The XML Bug

by Fabian Pascal

When early on I was warning that XML is an unnecessary regression to the bad old days of hierarchic databases (see several articles in my Against the Grain series), one of its proponents argued that I was missing XML's point:

"XML is just a nice, little low-level technique which has some nice properties at the current state of technology for transmitting data ... [it] was developed for entirely physical purposes: to provide a fairly rich and adaptable format for sending small collections of data between systems in a way that has some nice performance characteristics (readable, lo-tech, integrates with URLs, etc.)."

But whatever the original intent of XML inventors, absent foundational knowledge, it was just a matter of time before the industry would do what it usually does -- extend technology or products to unintended areas, for which they are ill suited. So the current resident fad is XML databases and DBMSs, a bandwagon that the press, always eager for new advertising sources, promptly jumped on. In a January Network World Fusion article "Working Out the Bugs in XML Databases," for example, John Cox sees "a growing belief that XML-based information needs its own database."

"As network executives begin to experiment with Web services, they're likely to find that they need a new kind of data store: the XML database. These software products are designed to efficiently store and manage the growing numbers of XML documents that users are creating, especially in Web interactions with business partners and customers. Advocates cite several advantages of XML databases compared with traditional databases: simplicity, ease of application development, ability to search and query XML documents, and fast document retrieval."

"These software products" are DBMSs, not databases. Anyway, Cox has it backwards, of course: XML DBMSs are more "traditional" then he realizes. Like most trade journalists, who have no understanding of data fundamentals, he is unaware that XML DBMSs are a throwback to the old hierarchic DBMSs, predominant decades ago and discarded precisely because they were complex, inflexible and difficult for application development, the exact opposite of what is now being claimed for their XML reincarnation:

Note: Here's an excerpt from the manual for IBM's old IMS hierarchic DBMS (brought to my attention by Chris Date): "Logically deleting a logical child prevents further access to the logical child using its logical parent. Unidirectional logical child segments are assumed to be logically deleted. A logical parent is considered logically deleted when all its logical children are physically deleted. For physically paired logical relationships, the physical child paired to the logical child must also be physically deleted before the logical parent is considered logically deleted."

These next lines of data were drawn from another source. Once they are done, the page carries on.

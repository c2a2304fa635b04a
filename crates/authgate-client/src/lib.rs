//! # authgate-client
//!
//! Consumer-side token handling for AuthGate: the in-memory token cache,
//! the single-flight refresh coordinator, and the authenticated call
//! wrapper that retries a protected call exactly once after a 401.
//!
//! ## Modules
//!
//! - `token_cache` — current access token, expiry estimate, version counter,
//!   change listeners
//! - `single_flight` — at-most-one-concurrent-execution primitive
//! - `coordinator` — refresh deduplication over the single-flight slot
//! - `transport` — the `AuthTransport` seam and its reqwest implementation
//! - `client` — `AuthClient`, the authenticated call wrapper

pub mod client;
pub mod coordinator;
pub mod error;
pub mod single_flight;
pub mod token_cache;
pub mod transport;

pub use client::AuthClient;
pub use coordinator::RefreshCoordinator;
pub use error::ClientError;
pub use single_flight::SingleFlight;
pub use token_cache::{ChangeCause, TokenCache, TokenChange};
pub use transport::{AuthTransport, HttpTransport, IssuedToken};
//! JWT claims structure used in access and refresh tokens.

use serde::{Deserialize, Serialize};
use uuid::Uuid;

/// JWT claims payload embedded in every token.
#[derive(Debug, Clone, Serialize, Deserialize)]
pub struct Claims {
    /// Subject — the user ID.
    pub sub: String,
    /// Issued-at timestamp (seconds since epoch).
    pub iat: i64,
    /// Expiration timestamp (seconds since epoch).
    pub exp: i64,
    /// JWT ID. For refresh tokens this is the session ID used as the
    /// revocation store key.
    pub jti: Uuid,
    /// Token type: "access" or "refresh".
    #[serde(rename = "typ")]
    pub token_type: TokenType,
}

/// Distinguishes access tokens from refresh tokens.
#[derive(Debug, Clone, Copy, Serialize, Deserialize, PartialEq, Eq)]
#[serde(rename_all = "snake_case")]
pub enum TokenType {
    /// Short-lived access token for API requests.
    Access,
    /// Long-lived refresh token for obtaining new access tokens.
    Refresh,
}

impl Claims {
    /// Returns the session ID (refresh tokens only carry a meaningful one).
    pub fn session_id(&self) -> Uuid {
        self.jti
    }
}
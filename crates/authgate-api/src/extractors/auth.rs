//! `AuthUser` extractor — pulls the bearer token from the Authorization
//! header and validates it against the issuing authority.

use axum::extract::FromRequestParts;
use axum::http::request::Parts;

use authgate_core::error::AppError;

use crate::error::ApiError;
use crate::state::AppState;

/// Extracted authenticated subject available in handlers.
#[derive(Debug, Clone)]
pub struct AuthUser {
    /// Subject of the validated access token.
    pub user_id: String,
}

impl FromRequestParts<AppState> for AuthUser {
    type Rejection = ApiError;

    async fn from_request_parts(
        parts: &mut Parts,
        state: &AppState,
    ) -> Result<Self, Self::Rejection> {
        let auth_header = parts
            .headers
            .get("authorization")
            .and_then(|v| v.to_str().ok())
            .ok_or_else(|| AppError::unauthorized("Missing Authorization header"))?;

        let token = auth_header
            .strip_prefix("Bearer ")
            .ok_or_else(|| AppError::unauthorized("Invalid Authorization header format"))?;

        let user_id = state.session_manager.authenticate(token)?;

        Ok(AuthUser { user_id })
    }
}
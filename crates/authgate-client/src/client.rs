//! Authenticated call wrapper.
//!
//! Performs a protected call with the cached access token attached. On a
//! 401 it consults the cache version recorded before the call: if another
//! caller already refreshed in the meantime, the refresh is skipped and the
//! call retried directly with the now-current token. Exactly one retry,
//! ever.

use std::sync::Arc;

use serde_json::Value;
use tracing::debug;

use crate::coordinator::RefreshCoordinator;
use crate::error::ClientError;
use crate::token_cache::{ChangeCause, TokenCache};
use crate::transport::{AuthTransport, HttpTransport, IssuedToken};

/// Consumer-side entry point: login, logout, and protected calls with
/// automatic single-retry refresh.
pub struct AuthClient<T: AuthTransport + ?Sized> {
    cache: Arc<TokenCache>,
    transport: Arc<T>,
    coordinator: RefreshCoordinator<T>,
}

impl AuthClient<HttpTransport> {
    /// Creates a client talking to the given server base URL.
    pub fn connect(base_url: impl Into<String>) -> Result<Self, ClientError> {
        Ok(Self::new(Arc::new(HttpTransport::new(base_url)?)))
    }
}

impl<T: AuthTransport + ?Sized + 'static> AuthClient<T> {
    /// Creates a client over the given transport with a fresh cache.
    pub fn new(transport: Arc<T>) -> Self {
        Self::with_cache(transport, Arc::new(TokenCache::new()))
    }

    /// Creates a client over an injected cache, shared with other
    /// observers.
    pub fn with_cache(transport: Arc<T>, cache: Arc<TokenCache>) -> Self {
        let coordinator = RefreshCoordinator::new(Arc::clone(&cache), Arc::clone(&transport));
        Self {
            cache,
            transport,
            coordinator,
        }
    }

    /// The token cache, for subscriptions and inspection.
    pub fn cache(&self) -> &Arc<TokenCache> {
        &self.cache
    }

    /// Logs in and stores the received token with cause=login.
    pub async fn login(&self, username: &str, password: &str) -> Result<IssuedToken, ClientError> {
        let issued = self.transport.login(username, password).await?;
        self.cache.set(
            issued.access_token.clone(),
            issued.expires_in_sec,
            ChangeCause::Login,
        );
        Ok(issued)
    }

    /// Attempts a session restore by refreshing from the stored cookie.
    pub async fn restore_session(&self) -> Result<IssuedToken, ClientError> {
        self.coordinator.trigger_refresh().await
    }

    /// Logs out and clears the cache. Server-side errors are swallowed:
    /// logout appears to succeed regardless.
    pub async fn logout(&self) {
        if let Err(e) = self.transport.logout().await {
            debug!(error = %e, "Ignoring logout transport error");
        }
        self.cache.clear();
    }

    /// Performs a protected call with single-retry refresh semantics.
    ///
    /// 1. Record the cache version `v0`.
    /// 2. Attempt with the current token; anything but a 401 passes through.
    /// 3. On a 401: refresh only if the version is still `v0` (someone else
    ///    may already have refreshed while this call was in the air).
    /// 4. Retry exactly once with the now-current token.
    pub async fn call_protected(
        &self,
        method: &str,
        path: &str,
        body: Option<Value>,
    ) -> Result<Value, ClientError> {
        let version_at_start = self.cache.version();
        let token = self.cache.current();

        let first_error = match self
            .transport
            .call(method, path, body.clone(), token.as_deref())
            .await
        {
            Err(ClientError::Unauthorized(message)) => message,
            other => return other,
        };

        if self.cache.version() == version_at_start {
            debug!(error = %first_error, "Call unauthorized, refreshing");
            self.coordinator.trigger_refresh().await?;
        } else {
            debug!("Call unauthorized, but token already refreshed concurrently");
        }

        let token = self.cache.current();
        self.transport
            .call(method, path, body, token.as_deref())
            .await
    }

    /// GET /me convenience wrapper.
    pub async fn me(&self) -> Result<Value, ClientError> {
        self.call_protected("GET", "/me", None).await
    }
}

impl<T: AuthTransport + ?Sized> std::fmt::Debug for AuthClient<T> {
    fn fmt(&self, f: &mut std::fmt::Formatter<'_>) -> std::fmt::Result {
        f.debug_struct("AuthClient")
            .field("cache", &self.cache)
            .finish()
    }
}
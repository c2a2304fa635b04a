//! One-shot login/me/logout flow.

use clap::Args;

use authgate_client::AuthClient;

/// Arguments for the `once` command.
#[derive(Debug, Args)]
pub struct OnceArgs {
    /// Username
    #[arg(short, long, default_value = "demo")]
    pub username: String,

    /// Password
    #[arg(short, long, default_value = "demo")]
    pub password: String,
}

/// Execute the one-shot flow.
pub async fn execute(args: &OnceArgs, server: &str) -> anyhow::Result<()> {
    let client = AuthClient::connect(server)?;

    let issued = client.login(&args.username, &args.password).await?;
    println!(
        "Logged in, access token valid for {}s",
        issued.expires_in_sec
    );

    let me = client.me().await?;
    println!("Authenticated as {}", me["userId"]);

    client.logout().await;
    println!("Logged out");

    Ok(())
}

"There's no formal, standard definition of an XML database, although the XML:DB Initiative describes such a database as one that defines a logical model for an XML document (not for the data in the document), and manages documents based on that model. The key point is the database 'thinks and acts' based on XML - XML goes in, and XML comes out, even though these products can physically store the documents in an object or relational database or a proprietary storage model, such as indexed files."

I wonder how a DBMS (not database!) can "think and act based on XML" without a formal precise definition of an XML data model? Nevertheless, Cox considers relational DBMSs, which do have a precise formal logical foundation, just physical storage managers for XML documents, and XML products, which don't have one, DBMSs. Go figure. Obviously, Cox does not understand the important distinction between files and databases, and is unaware that the latter are the technological progress that replaced the former. Neither does he appreciate the difference between data and documents from a logical perpective (see next).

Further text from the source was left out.